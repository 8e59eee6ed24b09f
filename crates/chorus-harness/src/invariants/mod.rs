//! Invariant checking for deterministic simulation testing.
//!
//! Invariants are properties that must hold at every turn boundary of the
//! event loop, whatever sequence of connects, sends, disconnects, and
//! injected faults led there.
//!
//! # Usage
//!
//! ```ignore
//! let registry = InvariantRegistry::standard();
//! let snapshot = cluster.snapshot();
//! registry.assert_all(&snapshot, "after disconnect");
//! ```

mod checks;
mod snapshot;

pub use checks::{
    ClosedAtMostOnce, ConnectionsActive, ReactorAgreesWithRegistry, UniqueConnections,
    WriteInterestMatchesBuffer,
};
pub use snapshot::{ConnectionSnapshot, PipeSnapshot, SystemSnapshot};

/// Invariant check result.
pub type InvariantResult = Result<(), Violation>;

/// Invariant violation with context.
#[derive(Debug, Clone)]
pub struct Violation {
    /// Name of the violated invariant.
    pub invariant: &'static str,
    /// Description of what went wrong.
    pub message: String,
}

impl std::fmt::Display for Violation {
    fn fmt(&self, f: &mut std::fmt::Formatter<'_>) -> std::fmt::Result {
        write!(f, "{}: {}", self.invariant, self.message)
    }
}

impl std::error::Error for Violation {}

/// An invariant that can be checked against system state.
pub trait Invariant: Send + Sync {
    /// Invariant name for error reporting.
    fn name(&self) -> &'static str;

    /// Check the invariant against a snapshot.
    ///
    /// Returns `Ok(())` if the invariant holds, or a [`Violation`]
    /// describing what went wrong.
    fn check(&self, state: &SystemSnapshot) -> InvariantResult;
}

/// Registry of invariants to check.
pub struct InvariantRegistry {
    invariants: Vec<Box<dyn Invariant>>,
}

impl Default for InvariantRegistry {
    fn default() -> Self {
        Self::new()
    }
}

impl InvariantRegistry {
    /// Create an empty registry.
    pub fn new() -> Self {
        Self { invariants: Vec::new() }
    }

    /// Create a registry with the standard server invariants.
    ///
    /// Includes:
    /// - [`WriteInterestMatchesBuffer`]: write interest iff output pending
    /// - [`ReactorAgreesWithRegistry`]: reactor watches match connections
    /// - [`ConnectionsActive`]: registered connections are active
    /// - [`ClosedAtMostOnce`]: sockets are closed at most once
    /// - [`UniqueConnections`]: ids and sockets are not shared
    pub fn standard() -> Self {
        let mut registry = Self::new();
        registry.add(WriteInterestMatchesBuffer);
        registry.add(ReactorAgreesWithRegistry);
        registry.add(ConnectionsActive);
        registry.add(ClosedAtMostOnce);
        registry.add(UniqueConnections);
        registry
    }

    /// Add an invariant to the registry.
    pub fn add<I: Invariant + 'static>(&mut self, invariant: I) {
        self.invariants.push(Box::new(invariant));
    }

    /// Check all invariants against the given state.
    ///
    /// Returns `Ok(())` if all invariants hold, or all violations found.
    pub fn check_all(&self, state: &SystemSnapshot) -> Result<(), Vec<Violation>> {
        let violations: Vec<_> =
            self.invariants.iter().filter_map(|inv| inv.check(state).err()).collect();

        if violations.is_empty() { Ok(()) } else { Err(violations) }
    }

    /// Check all invariants, panicking with every violation found.
    ///
    /// Use this in tests where you want immediate failure with context.
    pub fn assert_all(&self, state: &SystemSnapshot, context: &str) {
        if let Err(violations) = self.check_all(state) {
            let messages: Vec<_> = violations.iter().map(ToString::to_string).collect();
            panic!("Invariant violation {context}:\n  {}", messages.join("\n  "));
        }
    }

    /// Number of registered invariants.
    pub fn len(&self) -> usize {
        self.invariants.len()
    }

    /// Check if registry is empty.
    pub fn is_empty(&self) -> bool {
        self.invariants.is_empty()
    }
}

————

* **ABOUT THIS EXERCISE**:
Report how many lines in the records above contain the word "InvariantRegistry", giving only the number.

* **PROBLEM SOLUTION**:
4